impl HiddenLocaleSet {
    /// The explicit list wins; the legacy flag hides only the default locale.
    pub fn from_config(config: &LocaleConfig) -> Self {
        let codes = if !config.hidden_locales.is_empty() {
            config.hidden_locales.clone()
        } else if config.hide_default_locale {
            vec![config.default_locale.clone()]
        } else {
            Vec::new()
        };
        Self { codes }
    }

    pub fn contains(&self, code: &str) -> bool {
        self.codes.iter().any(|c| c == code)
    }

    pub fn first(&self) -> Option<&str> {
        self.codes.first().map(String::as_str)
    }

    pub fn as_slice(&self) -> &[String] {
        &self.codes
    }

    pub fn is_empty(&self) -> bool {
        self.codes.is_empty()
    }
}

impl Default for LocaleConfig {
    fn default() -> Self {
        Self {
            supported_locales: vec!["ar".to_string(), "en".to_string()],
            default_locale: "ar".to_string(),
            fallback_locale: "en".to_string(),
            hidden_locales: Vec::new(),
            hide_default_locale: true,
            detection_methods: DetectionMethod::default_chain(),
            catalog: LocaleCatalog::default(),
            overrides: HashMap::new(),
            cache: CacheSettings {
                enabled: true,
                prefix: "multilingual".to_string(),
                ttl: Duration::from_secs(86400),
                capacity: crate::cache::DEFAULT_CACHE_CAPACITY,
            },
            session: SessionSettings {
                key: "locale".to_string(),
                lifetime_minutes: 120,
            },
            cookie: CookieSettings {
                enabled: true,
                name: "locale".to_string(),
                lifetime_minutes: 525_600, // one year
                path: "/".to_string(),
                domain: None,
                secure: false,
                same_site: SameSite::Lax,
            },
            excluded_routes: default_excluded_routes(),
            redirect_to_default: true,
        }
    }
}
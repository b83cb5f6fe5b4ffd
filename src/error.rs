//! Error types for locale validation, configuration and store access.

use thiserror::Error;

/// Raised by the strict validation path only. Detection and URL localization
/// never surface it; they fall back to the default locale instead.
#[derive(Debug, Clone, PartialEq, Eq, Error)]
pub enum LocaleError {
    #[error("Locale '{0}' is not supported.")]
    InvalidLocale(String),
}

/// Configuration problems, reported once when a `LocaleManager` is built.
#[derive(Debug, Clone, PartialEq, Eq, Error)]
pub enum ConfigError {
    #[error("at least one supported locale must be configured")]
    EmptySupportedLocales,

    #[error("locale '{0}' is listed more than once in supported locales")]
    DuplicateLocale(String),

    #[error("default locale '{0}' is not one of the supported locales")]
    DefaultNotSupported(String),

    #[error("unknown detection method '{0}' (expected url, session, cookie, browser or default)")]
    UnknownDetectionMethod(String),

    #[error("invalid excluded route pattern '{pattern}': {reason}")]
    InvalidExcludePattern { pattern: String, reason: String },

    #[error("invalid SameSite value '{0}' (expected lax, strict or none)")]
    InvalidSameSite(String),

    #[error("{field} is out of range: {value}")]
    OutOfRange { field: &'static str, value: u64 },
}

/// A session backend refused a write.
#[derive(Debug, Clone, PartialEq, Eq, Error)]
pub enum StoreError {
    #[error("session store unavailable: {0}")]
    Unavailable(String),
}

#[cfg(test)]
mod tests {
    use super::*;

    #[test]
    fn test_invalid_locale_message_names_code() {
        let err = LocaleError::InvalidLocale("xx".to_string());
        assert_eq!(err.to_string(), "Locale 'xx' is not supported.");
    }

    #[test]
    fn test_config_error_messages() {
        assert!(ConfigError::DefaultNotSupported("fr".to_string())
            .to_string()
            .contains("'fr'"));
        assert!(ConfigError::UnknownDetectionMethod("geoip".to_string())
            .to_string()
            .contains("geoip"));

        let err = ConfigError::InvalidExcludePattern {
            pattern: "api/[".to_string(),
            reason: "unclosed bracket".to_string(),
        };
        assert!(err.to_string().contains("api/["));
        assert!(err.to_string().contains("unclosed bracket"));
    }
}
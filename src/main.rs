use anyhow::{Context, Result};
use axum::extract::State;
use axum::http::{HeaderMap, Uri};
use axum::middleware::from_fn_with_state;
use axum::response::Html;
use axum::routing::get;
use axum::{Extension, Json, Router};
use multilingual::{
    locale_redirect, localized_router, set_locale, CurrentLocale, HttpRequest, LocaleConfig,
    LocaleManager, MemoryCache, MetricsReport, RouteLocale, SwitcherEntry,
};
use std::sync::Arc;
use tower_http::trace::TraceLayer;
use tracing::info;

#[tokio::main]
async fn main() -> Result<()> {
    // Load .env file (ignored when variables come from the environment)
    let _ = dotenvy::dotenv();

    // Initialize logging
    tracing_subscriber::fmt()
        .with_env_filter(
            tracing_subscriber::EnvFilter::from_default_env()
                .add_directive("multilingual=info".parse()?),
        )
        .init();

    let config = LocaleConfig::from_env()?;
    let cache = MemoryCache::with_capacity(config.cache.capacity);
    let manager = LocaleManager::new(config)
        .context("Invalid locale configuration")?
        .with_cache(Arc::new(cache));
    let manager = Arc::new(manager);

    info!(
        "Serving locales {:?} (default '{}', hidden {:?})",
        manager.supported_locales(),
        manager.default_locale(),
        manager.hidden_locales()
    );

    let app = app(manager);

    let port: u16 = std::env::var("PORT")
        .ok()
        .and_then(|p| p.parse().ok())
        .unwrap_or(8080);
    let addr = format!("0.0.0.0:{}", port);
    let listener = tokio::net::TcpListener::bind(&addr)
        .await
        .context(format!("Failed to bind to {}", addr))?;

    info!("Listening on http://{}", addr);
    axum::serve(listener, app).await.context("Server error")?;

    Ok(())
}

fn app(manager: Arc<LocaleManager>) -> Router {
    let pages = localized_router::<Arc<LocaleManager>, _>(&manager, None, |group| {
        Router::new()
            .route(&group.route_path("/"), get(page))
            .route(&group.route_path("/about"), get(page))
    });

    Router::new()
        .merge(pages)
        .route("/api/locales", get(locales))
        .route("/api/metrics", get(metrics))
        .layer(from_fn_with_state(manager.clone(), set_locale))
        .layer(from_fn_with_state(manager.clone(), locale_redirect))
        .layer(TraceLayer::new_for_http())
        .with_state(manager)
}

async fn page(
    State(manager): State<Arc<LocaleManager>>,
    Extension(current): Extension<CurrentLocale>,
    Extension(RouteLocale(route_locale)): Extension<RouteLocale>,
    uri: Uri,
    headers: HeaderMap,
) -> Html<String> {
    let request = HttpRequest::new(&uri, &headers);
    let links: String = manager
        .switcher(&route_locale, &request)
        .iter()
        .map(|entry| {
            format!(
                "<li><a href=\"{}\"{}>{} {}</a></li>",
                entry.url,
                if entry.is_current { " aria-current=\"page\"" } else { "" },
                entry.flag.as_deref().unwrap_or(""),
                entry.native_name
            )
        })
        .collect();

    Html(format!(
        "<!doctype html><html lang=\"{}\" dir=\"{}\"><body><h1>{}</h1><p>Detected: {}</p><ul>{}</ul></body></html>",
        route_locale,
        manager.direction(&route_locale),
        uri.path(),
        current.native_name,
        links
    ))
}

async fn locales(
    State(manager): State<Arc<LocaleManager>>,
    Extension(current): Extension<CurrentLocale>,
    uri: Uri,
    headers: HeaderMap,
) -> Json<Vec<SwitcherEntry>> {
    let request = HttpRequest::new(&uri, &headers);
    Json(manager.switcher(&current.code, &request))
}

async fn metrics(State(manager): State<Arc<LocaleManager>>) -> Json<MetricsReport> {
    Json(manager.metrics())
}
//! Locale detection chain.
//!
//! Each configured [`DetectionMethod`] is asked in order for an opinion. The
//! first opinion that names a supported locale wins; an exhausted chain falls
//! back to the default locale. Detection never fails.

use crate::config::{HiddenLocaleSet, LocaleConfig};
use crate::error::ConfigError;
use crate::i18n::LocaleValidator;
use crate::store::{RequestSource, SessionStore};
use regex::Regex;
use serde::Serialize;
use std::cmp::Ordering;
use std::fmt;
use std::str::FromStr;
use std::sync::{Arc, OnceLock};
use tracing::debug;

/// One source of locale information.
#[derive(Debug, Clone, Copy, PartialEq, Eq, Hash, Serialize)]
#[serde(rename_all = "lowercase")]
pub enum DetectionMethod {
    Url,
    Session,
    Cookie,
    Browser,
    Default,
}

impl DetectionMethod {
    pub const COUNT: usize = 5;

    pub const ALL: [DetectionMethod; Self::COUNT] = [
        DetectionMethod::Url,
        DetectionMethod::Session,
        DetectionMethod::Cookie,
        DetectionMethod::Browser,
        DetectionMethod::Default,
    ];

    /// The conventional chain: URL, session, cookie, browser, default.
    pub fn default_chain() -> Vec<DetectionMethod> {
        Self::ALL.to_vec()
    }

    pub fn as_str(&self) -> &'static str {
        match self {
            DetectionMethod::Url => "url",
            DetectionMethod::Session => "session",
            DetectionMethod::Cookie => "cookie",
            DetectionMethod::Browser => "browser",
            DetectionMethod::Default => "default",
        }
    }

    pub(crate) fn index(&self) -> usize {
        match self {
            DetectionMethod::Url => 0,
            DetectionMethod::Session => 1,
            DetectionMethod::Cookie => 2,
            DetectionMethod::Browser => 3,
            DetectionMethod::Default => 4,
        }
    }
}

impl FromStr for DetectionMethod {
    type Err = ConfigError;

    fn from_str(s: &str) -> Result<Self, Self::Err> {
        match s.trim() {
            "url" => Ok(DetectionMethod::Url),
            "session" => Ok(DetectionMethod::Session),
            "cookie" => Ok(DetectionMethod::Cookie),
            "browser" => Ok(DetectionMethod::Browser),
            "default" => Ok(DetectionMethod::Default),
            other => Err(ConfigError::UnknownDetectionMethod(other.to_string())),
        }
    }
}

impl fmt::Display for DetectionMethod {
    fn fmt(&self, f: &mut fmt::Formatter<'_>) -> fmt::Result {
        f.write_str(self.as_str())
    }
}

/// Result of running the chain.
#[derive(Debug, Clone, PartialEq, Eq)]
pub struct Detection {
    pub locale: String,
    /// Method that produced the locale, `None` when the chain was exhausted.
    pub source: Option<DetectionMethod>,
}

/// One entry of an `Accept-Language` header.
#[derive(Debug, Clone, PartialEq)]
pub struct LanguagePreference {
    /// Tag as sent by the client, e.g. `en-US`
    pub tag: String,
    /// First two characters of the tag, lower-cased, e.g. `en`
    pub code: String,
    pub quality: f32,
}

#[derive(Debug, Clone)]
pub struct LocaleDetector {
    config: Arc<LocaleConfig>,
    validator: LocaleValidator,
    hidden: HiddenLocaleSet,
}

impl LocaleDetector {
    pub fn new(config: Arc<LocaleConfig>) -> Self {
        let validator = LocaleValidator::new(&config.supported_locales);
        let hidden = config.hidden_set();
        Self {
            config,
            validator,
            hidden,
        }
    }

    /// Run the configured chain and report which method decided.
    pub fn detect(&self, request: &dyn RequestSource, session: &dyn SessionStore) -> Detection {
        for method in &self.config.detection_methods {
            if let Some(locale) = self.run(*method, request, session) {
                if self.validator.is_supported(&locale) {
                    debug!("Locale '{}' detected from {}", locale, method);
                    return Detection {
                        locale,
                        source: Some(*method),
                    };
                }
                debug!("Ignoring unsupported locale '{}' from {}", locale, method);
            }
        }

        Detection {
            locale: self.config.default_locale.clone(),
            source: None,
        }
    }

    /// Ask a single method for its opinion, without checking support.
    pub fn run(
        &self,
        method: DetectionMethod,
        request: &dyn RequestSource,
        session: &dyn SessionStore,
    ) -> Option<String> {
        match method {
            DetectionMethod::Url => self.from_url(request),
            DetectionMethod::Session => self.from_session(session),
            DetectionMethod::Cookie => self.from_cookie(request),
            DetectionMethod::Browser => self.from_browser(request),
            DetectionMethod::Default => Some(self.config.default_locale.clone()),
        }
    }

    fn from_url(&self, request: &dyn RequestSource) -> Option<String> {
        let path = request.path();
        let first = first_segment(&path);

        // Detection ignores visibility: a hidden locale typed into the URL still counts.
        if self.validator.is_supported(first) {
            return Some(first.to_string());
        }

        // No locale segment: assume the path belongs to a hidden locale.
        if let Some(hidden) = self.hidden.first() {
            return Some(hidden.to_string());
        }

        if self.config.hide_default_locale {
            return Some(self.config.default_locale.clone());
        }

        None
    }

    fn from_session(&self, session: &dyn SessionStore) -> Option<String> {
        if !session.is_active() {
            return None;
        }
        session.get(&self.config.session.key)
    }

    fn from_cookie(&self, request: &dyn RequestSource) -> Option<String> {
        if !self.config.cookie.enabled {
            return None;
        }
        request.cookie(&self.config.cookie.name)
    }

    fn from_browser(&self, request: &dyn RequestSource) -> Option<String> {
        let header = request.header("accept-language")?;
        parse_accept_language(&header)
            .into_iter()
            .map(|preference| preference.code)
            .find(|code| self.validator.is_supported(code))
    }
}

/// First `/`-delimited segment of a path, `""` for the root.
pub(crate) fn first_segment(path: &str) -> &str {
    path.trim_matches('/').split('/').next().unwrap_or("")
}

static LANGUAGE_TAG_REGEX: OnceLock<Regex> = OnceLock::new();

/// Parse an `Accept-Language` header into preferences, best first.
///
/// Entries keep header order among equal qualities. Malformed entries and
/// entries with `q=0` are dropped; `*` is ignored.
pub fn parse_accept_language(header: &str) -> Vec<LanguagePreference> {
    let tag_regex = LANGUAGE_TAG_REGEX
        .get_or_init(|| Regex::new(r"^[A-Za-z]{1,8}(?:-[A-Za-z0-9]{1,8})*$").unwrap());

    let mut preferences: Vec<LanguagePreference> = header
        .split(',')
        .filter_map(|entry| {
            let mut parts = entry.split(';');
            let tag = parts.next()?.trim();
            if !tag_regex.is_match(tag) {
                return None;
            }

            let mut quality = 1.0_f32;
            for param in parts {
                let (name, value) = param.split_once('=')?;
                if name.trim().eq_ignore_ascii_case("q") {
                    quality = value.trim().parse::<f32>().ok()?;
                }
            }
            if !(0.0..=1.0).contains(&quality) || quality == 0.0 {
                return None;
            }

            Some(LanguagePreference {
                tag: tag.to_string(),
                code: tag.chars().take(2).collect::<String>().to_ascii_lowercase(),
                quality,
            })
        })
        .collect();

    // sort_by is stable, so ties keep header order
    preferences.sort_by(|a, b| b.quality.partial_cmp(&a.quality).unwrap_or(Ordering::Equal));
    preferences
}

==

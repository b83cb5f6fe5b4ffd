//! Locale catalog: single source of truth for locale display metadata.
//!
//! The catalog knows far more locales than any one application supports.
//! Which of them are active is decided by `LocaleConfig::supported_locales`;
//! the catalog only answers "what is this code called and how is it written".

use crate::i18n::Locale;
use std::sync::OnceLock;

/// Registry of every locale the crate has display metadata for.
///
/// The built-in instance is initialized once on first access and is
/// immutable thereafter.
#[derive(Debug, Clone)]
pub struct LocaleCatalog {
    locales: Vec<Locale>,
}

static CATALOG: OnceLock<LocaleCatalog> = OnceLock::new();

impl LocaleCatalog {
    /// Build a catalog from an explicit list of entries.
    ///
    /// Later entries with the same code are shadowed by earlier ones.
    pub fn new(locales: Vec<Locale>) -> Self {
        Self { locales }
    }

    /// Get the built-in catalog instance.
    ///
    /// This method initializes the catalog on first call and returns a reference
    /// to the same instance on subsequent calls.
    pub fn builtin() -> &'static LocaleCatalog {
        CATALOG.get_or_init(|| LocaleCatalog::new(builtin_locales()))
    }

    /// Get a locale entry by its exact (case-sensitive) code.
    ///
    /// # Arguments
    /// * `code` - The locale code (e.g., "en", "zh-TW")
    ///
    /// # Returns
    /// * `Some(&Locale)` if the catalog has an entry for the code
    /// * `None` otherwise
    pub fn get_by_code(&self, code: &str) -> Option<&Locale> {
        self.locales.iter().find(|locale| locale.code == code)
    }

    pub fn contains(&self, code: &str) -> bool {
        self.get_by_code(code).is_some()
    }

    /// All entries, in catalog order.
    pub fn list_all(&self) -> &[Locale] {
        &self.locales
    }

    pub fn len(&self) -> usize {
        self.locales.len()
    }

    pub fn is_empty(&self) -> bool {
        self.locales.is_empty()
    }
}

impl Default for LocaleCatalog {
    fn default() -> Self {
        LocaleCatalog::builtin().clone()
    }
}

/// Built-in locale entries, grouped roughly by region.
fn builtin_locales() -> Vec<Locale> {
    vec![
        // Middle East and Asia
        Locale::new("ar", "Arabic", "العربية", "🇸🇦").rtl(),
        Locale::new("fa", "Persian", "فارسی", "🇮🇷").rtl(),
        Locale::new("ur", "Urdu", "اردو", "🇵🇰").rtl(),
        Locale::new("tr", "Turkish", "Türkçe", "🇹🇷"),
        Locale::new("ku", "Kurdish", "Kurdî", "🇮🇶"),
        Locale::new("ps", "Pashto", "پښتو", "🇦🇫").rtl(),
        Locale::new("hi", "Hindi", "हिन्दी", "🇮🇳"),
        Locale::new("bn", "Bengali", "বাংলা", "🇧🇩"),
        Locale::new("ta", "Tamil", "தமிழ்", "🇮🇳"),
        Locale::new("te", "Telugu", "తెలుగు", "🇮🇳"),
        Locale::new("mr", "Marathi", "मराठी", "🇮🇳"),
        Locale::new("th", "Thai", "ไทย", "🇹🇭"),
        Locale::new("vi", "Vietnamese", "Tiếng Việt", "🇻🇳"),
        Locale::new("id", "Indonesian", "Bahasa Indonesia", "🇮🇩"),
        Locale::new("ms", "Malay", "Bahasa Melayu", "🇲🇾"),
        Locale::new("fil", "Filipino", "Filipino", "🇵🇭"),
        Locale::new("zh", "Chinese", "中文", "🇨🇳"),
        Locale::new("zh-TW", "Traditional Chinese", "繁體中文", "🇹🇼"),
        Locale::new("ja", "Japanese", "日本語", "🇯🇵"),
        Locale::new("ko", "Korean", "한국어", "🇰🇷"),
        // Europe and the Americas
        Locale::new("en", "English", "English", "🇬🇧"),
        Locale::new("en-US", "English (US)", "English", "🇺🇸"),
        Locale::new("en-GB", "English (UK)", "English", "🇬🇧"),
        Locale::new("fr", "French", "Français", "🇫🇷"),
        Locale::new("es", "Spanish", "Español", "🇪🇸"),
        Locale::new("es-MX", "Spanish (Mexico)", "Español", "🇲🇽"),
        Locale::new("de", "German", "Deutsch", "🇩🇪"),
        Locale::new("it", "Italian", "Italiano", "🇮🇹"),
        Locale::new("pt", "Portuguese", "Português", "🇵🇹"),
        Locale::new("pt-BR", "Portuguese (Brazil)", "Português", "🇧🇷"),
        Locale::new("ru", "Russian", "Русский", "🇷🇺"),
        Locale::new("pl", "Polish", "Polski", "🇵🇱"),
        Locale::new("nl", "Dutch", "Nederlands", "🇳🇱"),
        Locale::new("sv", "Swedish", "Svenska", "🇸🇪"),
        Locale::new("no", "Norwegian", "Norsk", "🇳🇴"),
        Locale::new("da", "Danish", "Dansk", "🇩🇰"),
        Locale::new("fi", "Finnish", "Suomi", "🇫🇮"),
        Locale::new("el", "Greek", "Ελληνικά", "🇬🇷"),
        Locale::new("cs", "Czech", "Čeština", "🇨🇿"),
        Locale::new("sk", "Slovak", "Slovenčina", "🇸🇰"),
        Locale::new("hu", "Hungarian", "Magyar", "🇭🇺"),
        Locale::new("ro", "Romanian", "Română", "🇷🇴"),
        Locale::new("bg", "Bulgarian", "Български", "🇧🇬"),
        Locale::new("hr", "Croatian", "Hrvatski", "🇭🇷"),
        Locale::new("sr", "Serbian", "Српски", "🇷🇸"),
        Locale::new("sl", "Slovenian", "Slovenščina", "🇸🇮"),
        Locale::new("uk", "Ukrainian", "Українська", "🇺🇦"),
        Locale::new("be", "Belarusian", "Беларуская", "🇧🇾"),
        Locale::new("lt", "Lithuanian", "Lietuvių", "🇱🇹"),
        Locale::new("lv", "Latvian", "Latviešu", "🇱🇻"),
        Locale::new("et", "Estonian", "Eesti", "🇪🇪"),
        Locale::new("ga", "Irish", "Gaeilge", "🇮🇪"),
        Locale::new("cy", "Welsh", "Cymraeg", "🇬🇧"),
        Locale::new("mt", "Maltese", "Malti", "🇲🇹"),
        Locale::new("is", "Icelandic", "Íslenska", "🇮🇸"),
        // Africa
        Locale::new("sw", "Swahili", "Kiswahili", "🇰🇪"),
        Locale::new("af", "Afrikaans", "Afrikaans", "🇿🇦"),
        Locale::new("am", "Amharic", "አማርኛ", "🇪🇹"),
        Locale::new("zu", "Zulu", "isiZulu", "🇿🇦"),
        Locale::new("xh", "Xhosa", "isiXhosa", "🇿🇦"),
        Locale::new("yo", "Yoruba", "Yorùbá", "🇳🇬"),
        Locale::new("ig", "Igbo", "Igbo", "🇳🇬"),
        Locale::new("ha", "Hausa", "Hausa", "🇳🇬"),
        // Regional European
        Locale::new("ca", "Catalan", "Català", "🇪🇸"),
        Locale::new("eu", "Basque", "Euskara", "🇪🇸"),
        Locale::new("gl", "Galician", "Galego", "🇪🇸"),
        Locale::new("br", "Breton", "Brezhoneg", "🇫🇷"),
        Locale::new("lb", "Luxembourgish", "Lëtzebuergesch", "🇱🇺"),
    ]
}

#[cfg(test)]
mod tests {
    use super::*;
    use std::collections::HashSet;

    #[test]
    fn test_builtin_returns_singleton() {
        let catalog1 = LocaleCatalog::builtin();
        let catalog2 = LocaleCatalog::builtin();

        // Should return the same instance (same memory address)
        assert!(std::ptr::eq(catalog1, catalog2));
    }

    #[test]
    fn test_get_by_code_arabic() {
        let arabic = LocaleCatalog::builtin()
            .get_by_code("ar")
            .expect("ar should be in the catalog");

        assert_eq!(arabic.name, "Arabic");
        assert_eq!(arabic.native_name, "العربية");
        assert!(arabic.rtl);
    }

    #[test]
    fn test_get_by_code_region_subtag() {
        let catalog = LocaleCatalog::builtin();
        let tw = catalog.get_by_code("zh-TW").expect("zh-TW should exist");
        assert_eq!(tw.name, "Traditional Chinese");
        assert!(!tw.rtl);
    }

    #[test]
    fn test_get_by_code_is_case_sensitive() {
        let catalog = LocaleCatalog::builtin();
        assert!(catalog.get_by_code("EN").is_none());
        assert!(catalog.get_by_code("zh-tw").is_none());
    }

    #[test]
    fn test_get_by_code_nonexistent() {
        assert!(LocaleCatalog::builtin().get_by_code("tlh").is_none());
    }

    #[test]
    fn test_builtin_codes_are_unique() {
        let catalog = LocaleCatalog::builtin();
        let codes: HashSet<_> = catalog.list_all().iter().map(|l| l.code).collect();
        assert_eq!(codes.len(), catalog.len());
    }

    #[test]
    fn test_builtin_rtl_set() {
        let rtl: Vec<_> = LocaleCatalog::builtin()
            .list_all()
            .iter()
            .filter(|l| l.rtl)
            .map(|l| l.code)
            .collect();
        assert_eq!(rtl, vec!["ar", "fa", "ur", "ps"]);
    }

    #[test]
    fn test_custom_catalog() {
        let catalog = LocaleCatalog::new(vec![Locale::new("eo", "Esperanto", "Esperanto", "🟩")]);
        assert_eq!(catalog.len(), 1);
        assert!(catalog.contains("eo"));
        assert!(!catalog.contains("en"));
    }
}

### PROBLEM TO SOLVE
Your response should contain each line of the entries above that holds the string "Serialize".

### RESPONSE FOR THIS EXERCISE
use serde::Serialize;
#[derive(Debug, Clone, Copy, PartialEq, Eq, Hash, Serialize)]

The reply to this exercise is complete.